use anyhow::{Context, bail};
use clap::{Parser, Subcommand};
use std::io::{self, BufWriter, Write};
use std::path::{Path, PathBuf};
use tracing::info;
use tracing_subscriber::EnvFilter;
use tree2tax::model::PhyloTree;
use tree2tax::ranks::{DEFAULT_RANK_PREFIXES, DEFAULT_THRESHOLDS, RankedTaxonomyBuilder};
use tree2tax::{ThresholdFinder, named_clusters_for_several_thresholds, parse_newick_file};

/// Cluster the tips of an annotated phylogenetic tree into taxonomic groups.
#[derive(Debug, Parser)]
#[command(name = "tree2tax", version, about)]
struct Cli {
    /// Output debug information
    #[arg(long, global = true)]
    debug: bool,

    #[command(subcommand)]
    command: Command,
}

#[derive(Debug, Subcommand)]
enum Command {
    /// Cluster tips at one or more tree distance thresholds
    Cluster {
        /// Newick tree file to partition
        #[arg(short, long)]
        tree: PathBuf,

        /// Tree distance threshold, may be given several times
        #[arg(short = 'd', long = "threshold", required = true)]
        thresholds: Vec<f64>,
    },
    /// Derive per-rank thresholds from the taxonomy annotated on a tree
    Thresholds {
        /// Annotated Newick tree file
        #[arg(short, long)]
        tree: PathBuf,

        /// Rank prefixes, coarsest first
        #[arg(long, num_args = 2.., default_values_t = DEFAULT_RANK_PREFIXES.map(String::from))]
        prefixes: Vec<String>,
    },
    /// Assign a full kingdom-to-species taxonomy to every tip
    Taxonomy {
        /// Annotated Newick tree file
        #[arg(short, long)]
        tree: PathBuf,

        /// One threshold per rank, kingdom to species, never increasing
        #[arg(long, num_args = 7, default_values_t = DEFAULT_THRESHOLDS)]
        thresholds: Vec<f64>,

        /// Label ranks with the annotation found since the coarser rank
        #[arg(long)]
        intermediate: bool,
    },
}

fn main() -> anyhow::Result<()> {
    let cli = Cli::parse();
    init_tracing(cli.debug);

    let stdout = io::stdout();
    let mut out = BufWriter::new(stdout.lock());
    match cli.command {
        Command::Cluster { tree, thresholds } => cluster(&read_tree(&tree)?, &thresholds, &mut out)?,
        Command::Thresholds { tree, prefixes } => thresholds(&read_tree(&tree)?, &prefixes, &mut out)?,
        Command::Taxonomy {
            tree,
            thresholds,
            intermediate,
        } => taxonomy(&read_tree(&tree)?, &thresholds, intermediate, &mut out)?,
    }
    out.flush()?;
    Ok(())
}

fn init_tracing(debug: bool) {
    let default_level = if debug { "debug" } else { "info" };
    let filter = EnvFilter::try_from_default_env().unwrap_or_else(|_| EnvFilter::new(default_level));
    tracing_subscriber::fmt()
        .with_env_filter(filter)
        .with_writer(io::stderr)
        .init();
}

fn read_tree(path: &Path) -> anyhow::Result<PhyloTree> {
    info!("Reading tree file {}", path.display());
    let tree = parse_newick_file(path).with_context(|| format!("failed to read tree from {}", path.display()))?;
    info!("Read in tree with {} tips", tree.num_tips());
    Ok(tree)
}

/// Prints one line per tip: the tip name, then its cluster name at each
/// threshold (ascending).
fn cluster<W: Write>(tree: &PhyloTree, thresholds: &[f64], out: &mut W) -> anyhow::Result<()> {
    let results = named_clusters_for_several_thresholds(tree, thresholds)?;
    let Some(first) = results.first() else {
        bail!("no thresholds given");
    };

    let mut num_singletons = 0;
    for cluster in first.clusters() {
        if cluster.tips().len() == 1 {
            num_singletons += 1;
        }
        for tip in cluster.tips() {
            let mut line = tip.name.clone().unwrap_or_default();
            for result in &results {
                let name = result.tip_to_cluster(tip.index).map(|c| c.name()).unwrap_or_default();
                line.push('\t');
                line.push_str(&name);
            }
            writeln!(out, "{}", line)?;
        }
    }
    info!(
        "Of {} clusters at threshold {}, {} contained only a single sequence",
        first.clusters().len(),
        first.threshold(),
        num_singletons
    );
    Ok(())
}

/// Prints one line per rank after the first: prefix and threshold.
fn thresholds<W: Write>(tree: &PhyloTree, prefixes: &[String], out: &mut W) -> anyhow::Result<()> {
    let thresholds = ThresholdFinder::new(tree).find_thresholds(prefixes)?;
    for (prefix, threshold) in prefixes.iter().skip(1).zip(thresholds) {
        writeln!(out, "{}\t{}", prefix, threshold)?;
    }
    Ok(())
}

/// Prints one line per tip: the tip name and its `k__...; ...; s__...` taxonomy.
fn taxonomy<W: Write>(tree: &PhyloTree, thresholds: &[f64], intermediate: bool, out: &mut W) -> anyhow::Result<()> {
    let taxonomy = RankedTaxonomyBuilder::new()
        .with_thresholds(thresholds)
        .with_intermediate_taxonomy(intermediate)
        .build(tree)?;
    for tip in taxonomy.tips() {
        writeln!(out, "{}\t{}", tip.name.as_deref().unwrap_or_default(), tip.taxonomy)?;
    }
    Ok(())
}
▬▬▬▬▬▬▬▬▬▬
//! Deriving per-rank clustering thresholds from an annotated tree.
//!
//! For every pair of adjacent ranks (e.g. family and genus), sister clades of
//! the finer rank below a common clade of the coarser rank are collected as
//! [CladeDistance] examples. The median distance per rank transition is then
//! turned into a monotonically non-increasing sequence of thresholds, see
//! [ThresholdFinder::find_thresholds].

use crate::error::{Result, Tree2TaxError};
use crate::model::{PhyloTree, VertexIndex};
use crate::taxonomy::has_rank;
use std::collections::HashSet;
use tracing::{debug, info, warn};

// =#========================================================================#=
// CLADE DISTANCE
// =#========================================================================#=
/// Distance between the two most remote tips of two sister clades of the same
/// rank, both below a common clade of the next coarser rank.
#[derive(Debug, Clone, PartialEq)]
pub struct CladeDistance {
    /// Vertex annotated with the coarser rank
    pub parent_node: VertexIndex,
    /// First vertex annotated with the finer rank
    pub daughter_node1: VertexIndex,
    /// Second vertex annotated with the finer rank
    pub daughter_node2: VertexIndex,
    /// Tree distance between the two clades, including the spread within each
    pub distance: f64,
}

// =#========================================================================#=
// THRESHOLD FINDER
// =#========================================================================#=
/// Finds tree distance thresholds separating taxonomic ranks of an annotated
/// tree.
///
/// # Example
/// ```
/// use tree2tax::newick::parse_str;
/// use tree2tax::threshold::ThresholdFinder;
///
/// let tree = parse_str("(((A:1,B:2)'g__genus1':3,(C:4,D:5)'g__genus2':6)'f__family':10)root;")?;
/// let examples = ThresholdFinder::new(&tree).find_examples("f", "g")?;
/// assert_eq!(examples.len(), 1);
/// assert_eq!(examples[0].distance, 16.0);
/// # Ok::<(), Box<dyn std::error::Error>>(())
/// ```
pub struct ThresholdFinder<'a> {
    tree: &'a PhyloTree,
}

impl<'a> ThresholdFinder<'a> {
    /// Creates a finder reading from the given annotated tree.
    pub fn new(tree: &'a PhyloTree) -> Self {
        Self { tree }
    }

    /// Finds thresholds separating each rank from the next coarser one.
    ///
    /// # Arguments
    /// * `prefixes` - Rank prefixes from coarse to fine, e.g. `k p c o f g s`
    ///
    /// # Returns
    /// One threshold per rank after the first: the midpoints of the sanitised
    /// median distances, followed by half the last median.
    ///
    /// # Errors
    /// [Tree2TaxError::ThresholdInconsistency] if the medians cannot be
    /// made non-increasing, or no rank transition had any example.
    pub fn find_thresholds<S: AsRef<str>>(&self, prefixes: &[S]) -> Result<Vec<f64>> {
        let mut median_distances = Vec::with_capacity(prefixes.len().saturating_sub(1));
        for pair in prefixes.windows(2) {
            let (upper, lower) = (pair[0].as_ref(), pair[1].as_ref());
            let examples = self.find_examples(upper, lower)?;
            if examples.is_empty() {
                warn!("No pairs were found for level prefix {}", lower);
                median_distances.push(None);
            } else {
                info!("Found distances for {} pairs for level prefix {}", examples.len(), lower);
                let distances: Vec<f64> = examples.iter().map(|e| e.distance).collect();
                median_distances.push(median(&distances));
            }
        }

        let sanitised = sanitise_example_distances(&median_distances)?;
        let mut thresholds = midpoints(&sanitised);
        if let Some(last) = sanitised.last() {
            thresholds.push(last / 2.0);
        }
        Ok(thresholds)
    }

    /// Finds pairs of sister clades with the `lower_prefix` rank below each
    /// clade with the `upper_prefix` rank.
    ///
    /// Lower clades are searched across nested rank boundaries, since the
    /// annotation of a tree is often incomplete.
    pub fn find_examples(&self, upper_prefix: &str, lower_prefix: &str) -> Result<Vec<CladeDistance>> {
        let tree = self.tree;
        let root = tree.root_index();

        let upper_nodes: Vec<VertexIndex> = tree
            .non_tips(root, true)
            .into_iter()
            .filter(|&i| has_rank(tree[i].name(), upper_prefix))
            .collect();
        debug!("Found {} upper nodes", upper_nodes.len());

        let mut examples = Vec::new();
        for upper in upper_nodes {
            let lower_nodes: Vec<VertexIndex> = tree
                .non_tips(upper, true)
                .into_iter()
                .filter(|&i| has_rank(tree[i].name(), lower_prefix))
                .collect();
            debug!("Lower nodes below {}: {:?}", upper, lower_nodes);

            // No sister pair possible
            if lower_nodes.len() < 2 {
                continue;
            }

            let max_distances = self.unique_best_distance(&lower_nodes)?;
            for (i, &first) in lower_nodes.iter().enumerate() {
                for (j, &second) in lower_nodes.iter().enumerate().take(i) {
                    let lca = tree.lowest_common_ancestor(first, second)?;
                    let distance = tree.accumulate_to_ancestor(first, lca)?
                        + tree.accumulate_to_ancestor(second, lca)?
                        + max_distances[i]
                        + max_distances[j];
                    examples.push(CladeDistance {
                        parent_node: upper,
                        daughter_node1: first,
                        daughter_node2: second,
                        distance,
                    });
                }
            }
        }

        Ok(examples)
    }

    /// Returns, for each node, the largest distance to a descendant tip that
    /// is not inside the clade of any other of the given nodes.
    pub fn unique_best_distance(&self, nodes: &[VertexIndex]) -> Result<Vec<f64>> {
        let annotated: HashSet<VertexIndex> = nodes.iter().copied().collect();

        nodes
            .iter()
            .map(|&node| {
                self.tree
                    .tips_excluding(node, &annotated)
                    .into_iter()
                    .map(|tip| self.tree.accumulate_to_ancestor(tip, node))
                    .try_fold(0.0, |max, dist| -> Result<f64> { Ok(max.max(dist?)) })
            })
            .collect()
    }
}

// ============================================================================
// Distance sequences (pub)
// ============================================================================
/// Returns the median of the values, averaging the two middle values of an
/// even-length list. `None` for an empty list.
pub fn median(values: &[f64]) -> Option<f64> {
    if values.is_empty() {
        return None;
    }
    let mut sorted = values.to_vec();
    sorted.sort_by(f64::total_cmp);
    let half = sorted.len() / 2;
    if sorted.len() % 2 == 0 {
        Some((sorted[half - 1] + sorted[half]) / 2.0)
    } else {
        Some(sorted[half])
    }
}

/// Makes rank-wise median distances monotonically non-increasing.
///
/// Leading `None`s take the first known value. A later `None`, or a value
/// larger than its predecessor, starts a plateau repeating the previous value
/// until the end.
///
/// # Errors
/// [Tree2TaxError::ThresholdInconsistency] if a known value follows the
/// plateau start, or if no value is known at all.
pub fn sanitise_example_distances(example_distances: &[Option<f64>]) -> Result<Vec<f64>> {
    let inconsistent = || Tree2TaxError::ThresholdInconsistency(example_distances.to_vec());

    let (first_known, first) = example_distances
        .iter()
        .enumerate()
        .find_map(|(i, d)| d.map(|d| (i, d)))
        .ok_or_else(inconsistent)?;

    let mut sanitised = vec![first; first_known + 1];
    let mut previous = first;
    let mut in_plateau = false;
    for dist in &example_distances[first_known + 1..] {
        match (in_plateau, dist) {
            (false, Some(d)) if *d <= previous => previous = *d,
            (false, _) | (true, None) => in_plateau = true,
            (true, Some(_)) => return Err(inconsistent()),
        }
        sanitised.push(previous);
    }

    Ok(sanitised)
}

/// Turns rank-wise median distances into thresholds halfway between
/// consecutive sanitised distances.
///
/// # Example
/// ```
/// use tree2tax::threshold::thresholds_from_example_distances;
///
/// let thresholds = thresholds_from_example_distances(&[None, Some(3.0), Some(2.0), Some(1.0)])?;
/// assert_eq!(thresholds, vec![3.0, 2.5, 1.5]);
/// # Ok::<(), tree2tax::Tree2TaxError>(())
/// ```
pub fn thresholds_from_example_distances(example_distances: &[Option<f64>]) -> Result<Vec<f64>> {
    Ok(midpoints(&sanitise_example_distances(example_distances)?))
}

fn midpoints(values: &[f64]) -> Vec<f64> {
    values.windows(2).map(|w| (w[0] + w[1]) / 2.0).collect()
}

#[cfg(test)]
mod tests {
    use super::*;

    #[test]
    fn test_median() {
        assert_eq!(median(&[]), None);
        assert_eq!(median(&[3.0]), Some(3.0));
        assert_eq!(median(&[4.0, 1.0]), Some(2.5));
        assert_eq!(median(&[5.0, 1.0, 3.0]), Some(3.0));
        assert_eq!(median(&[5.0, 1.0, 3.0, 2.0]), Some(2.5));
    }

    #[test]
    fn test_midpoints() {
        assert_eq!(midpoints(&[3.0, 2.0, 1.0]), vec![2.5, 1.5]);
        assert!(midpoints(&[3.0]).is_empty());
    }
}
▬▬▬▬▬▬▬▬▬▬
* **YOUR OBJECTIVE**
Which lines in the records contain the word "windows"? Copy each one.

* **TASK SOLUTION**
        for pair in prefixes.windows(2) {
    values.windows(2).map(|w| (w[0] + w[1]) / 2.0).collect()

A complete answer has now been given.